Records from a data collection
[Start of Attachment]

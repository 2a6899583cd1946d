//! HTTP request handlers for the Payroll Engine API.
//!
//! This module contains the handler functions for all API endpoints.

use std::time::Instant;

use axum::{
    Json, Router,
    extract::{Path, Query, State, rejection::JsonRejection},
    http::{StatusCode, header},
    response::{IntoResponse, Redirect, Response},
    routing::get,
};
use tracing::{info, warn};
use uuid::Uuid;

use crate::error::EngineError;
use crate::export::EXPORT_FILE_NAME;
use crate::models::{EmployeeDraft, PayRecordDraft};

use super::request::{EmployeeRequest, ListParams, PayRecordRequest};
use super::response::{ApiError, ApiErrorResponse};
use super::state::AppState;

/// Listing that missing-employee lookups redirect to.
pub const EMPLOYEES_PATH: &str = "/employees";
/// Listing that missing-pay-record lookups redirect to.
pub const PAY_RECORDS_PATH: &str = "/pay-records";

/// Creates the API router with all endpoints.
pub fn create_router(state: AppState) -> Router {
    Router::new()
        .route(EMPLOYEES_PATH, get(list_employees).post(create_employee))
        .route(
            "/employees/:id",
            get(get_employee).put(update_employee).delete(delete_employee),
        )
        .route(PAY_RECORDS_PATH, get(list_pay_records).post(create_pay_record))
        .route("/pay-records/export", get(export_pay_records))
        .route(
            "/pay-records/:id",
            get(get_pay_record)
                .put(update_pay_record)
                .delete(delete_pay_record),
        )
        .with_state(state)
}

/// Unwraps a JSON body, turning extractor rejections into 400 responses.
fn json_body<T>(
    payload: Result<Json<T>, JsonRejection>,
    correlation_id: Uuid,
) -> Result<T, Response> {
    let rejection = match payload {
        Ok(Json(body)) => return Ok(body),
        Err(rejection) => rejection,
    };

    let error = match rejection {
        JsonRejection::JsonDataError(err) => {
            // The body text carries serde's description of the problem
            let body_text = err.body_text();
            warn!(
                correlation_id = %correlation_id,
                error = %body_text,
                "JSON data error"
            );
            if body_text.contains("missing field") {
                ApiError::validation_error(body_text)
            } else {
                ApiError::malformed_json(body_text)
            }
        }
        JsonRejection::JsonSyntaxError(err) => {
            warn!(
                correlation_id = %correlation_id,
                error = %err,
                "JSON syntax error"
            );
            ApiError::malformed_json(format!("Invalid JSON syntax: {}", err))
        }
        JsonRejection::MissingJsonContentType(_) => {
            ApiError::new("MISSING_CONTENT_TYPE", "Content-Type must be application/json")
        }
        _ => ApiError::malformed_json("Failed to parse request body"),
    };

    Err((StatusCode::BAD_REQUEST, Json(error)).into_response())
}

fn error_response(err: EngineError, correlation_id: Uuid) -> Response {
    warn!(
        correlation_id = %correlation_id,
        error = %err,
        "Request failed"
    );
    ApiErrorResponse::from(err).into_response()
}

/// Redirects a missing-employee lookup to the employee listing.
fn employee_failure(err: EngineError, correlation_id: Uuid) -> Response {
    match err {
        EngineError::EmployeeNotFound { id } => {
            info!(
                correlation_id = %correlation_id,
                employee_id = id,
                "Employee not found, redirecting to listing"
            );
            Redirect::to(EMPLOYEES_PATH).into_response()
        }
        err => error_response(err, correlation_id),
    }
}

/// Redirects a missing-pay-record lookup to the pay record listing.
fn pay_record_failure(err: EngineError, correlation_id: Uuid) -> Response {
    match err {
        EngineError::PayRecordNotFound { id } => {
            info!(
                correlation_id = %correlation_id,
                record_id = id,
                "Pay record not found, redirecting to listing"
            );
            Redirect::to(PAY_RECORDS_PATH).into_response()
        }
        err => error_response(err, correlation_id),
    }
}

/// Handler for GET /employees.
async fn list_employees(State(state): State<AppState>) -> Response {
    let correlation_id = Uuid::new_v4();
    match state.run(move |service| service.list_employees()).await {
        Ok(employees) => (StatusCode::OK, Json(employees)).into_response(),
        Err(err) => error_response(err, correlation_id),
    }
}

/// Handler for POST /employees.
async fn create_employee(
    State(state): State<AppState>,
    payload: Result<Json<EmployeeRequest>, JsonRejection>,
) -> Response {
    let correlation_id = Uuid::new_v4();
    info!(correlation_id = %correlation_id, "Processing add employee request");

    let request = match json_body(payload, correlation_id) {
        Ok(request) => request,
        Err(response) => return response,
    };

    let draft = EmployeeDraft::from(request);
    match state.run(move |service| service.add_employee(draft)).await {
        Ok(employee) => (StatusCode::CREATED, Json(employee)).into_response(),
        Err(err) => error_response(err, correlation_id),
    }
}

/// Handler for GET /employees/:id.
async fn get_employee(State(state): State<AppState>, Path(id): Path<u64>) -> Response {
    let correlation_id = Uuid::new_v4();
    match state.run(move |service| service.employee(id)).await {
        Ok(employee) => (StatusCode::OK, Json(employee)).into_response(),
        Err(err) => employee_failure(err, correlation_id),
    }
}

/// Handler for PUT /employees/:id.
async fn update_employee(
    State(state): State<AppState>,
    Path(id): Path<u64>,
    payload: Result<Json<EmployeeRequest>, JsonRejection>,
) -> Response {
    let correlation_id = Uuid::new_v4();
    info!(correlation_id = %correlation_id, employee_id = id, "Processing edit employee request");

    let request = match json_body(payload, correlation_id) {
        Ok(request) => request,
        Err(response) => return response,
    };

    let draft = EmployeeDraft::from(request);
    match state.run(move |service| service.update_employee(id, draft)).await {
        Ok(employee) => (StatusCode::OK, Json(employee)).into_response(),
        Err(err) => employee_failure(err, correlation_id),
    }
}

/// Handler for DELETE /employees/:id.
async fn delete_employee(State(state): State<AppState>, Path(id): Path<u64>) -> Response {
    let correlation_id = Uuid::new_v4();
    match state.run(move |service| service.delete_employee(id)).await {
        Ok(_) => StatusCode::NO_CONTENT.into_response(),
        Err(err) => error_response(err, correlation_id),
    }
}

/// Handler for GET /pay-records.
///
/// Accepts `name`, `start_date`, `end_date` and `page` query parameters.
async fn list_pay_records(
    State(state): State<AppState>,
    Query(params): Query<ListParams>,
) -> Response {
    let correlation_id = Uuid::new_v4();

    let (filter, page) = match params.into_query() {
        Ok(query) => query,
        Err(err) => return error_response(err, correlation_id),
    };

    let start_time = Instant::now();
    match state.run(move |service| service.query_pay_records(&filter, page)).await {
        Ok(result) => {
            info!(
                correlation_id = %correlation_id,
                page = result.page,
                total = result.total,
                duration_us = start_time.elapsed().as_micros(),
                "Pay record query completed"
            );
            (StatusCode::OK, Json(result)).into_response()
        }
        Err(err) => error_response(err, correlation_id),
    }
}

/// Handler for POST /pay-records.
async fn create_pay_record(
    State(state): State<AppState>,
    payload: Result<Json<PayRecordRequest>, JsonRejection>,
) -> Response {
    let correlation_id = Uuid::new_v4();
    info!(correlation_id = %correlation_id, "Processing add pay record request");

    let request = match json_body(payload, correlation_id) {
        Ok(request) => request,
        Err(response) => return response,
    };

    let draft = PayRecordDraft::from(request);
    match state.run(move |service| service.add_pay_record(draft)).await {
        Ok(record) => (StatusCode::CREATED, Json(record)).into_response(),
        Err(err) => error_response(err, correlation_id),
    }
}

/// Handler for GET /pay-records/:id, the payslip view.
async fn get_pay_record(State(state): State<AppState>, Path(id): Path<u64>) -> Response {
    let correlation_id = Uuid::new_v4();
    match state.run(move |service| service.payslip(id)).await {
        Ok(payslip) => (StatusCode::OK, Json(payslip)).into_response(),
        Err(err) => pay_record_failure(err, correlation_id),
    }
}

/// Handler for PUT /pay-records/:id.
async fn update_pay_record(
    State(state): State<AppState>,
    Path(id): Path<u64>,
    payload: Result<Json<PayRecordRequest>, JsonRejection>,
) -> Response {
    let correlation_id = Uuid::new_v4();
    info!(correlation_id = %correlation_id, record_id = id, "Processing edit pay record request");

    let request = match json_body(payload, correlation_id) {
        Ok(request) => request,
        Err(response) => return response,
    };

    let draft = PayRecordDraft::from(request);
    match state.run(move |service| service.update_pay_record(id, draft)).await {
        Ok(record) => (StatusCode::OK, Json(record)).into_response(),
        Err(err) => pay_record_failure(err, correlation_id),
    }
}

/// Handler for DELETE /pay-records/:id.
async fn delete_pay_record(State(state): State<AppState>, Path(id): Path<u64>) -> Response {
    let correlation_id = Uuid::new_v4();
    match state.run(move |service| service.delete_pay_record(id)).await {
        Ok(_) => StatusCode::NO_CONTENT.into_response(),
        Err(err) => error_response(err, correlation_id),
    }
}

/// Handler for GET /pay-records/export.
async fn export_pay_records(State(state): State<AppState>) -> Response {
    let correlation_id = Uuid::new_v4();
    let start_time = Instant::now();

    match state.run(move |service| service.export_csv()).await {
        Ok(bytes) => {
            info!(
                correlation_id = %correlation_id,
                bytes = bytes.len(),
                duration_us = start_time.elapsed().as_micros(),
                "Pay record export completed"
            );
            (
                StatusCode::OK,
                [
                    (header::CONTENT_TYPE, "text/csv; charset=utf-8".to_string()),
                    (
                        header::CONTENT_DISPOSITION,
                        format!("attachment; filename=\"{}\"", EXPORT_FILE_NAME),
                    ),
                ],
                bytes,
            )
                .into_response()
        }
        Err(err) => error_response(err, correlation_id),
    }
}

[End of Attachment]

:: EXERCISE DESCRIPTION ::
The lines above that hold "Redirects" are the result; show every one of them.

:: SOLUTION BELOW ::
/// Redirects a missing-employee lookup to the employee listing.
/// Redirects a missing-pay-record lookup to the pay record listing.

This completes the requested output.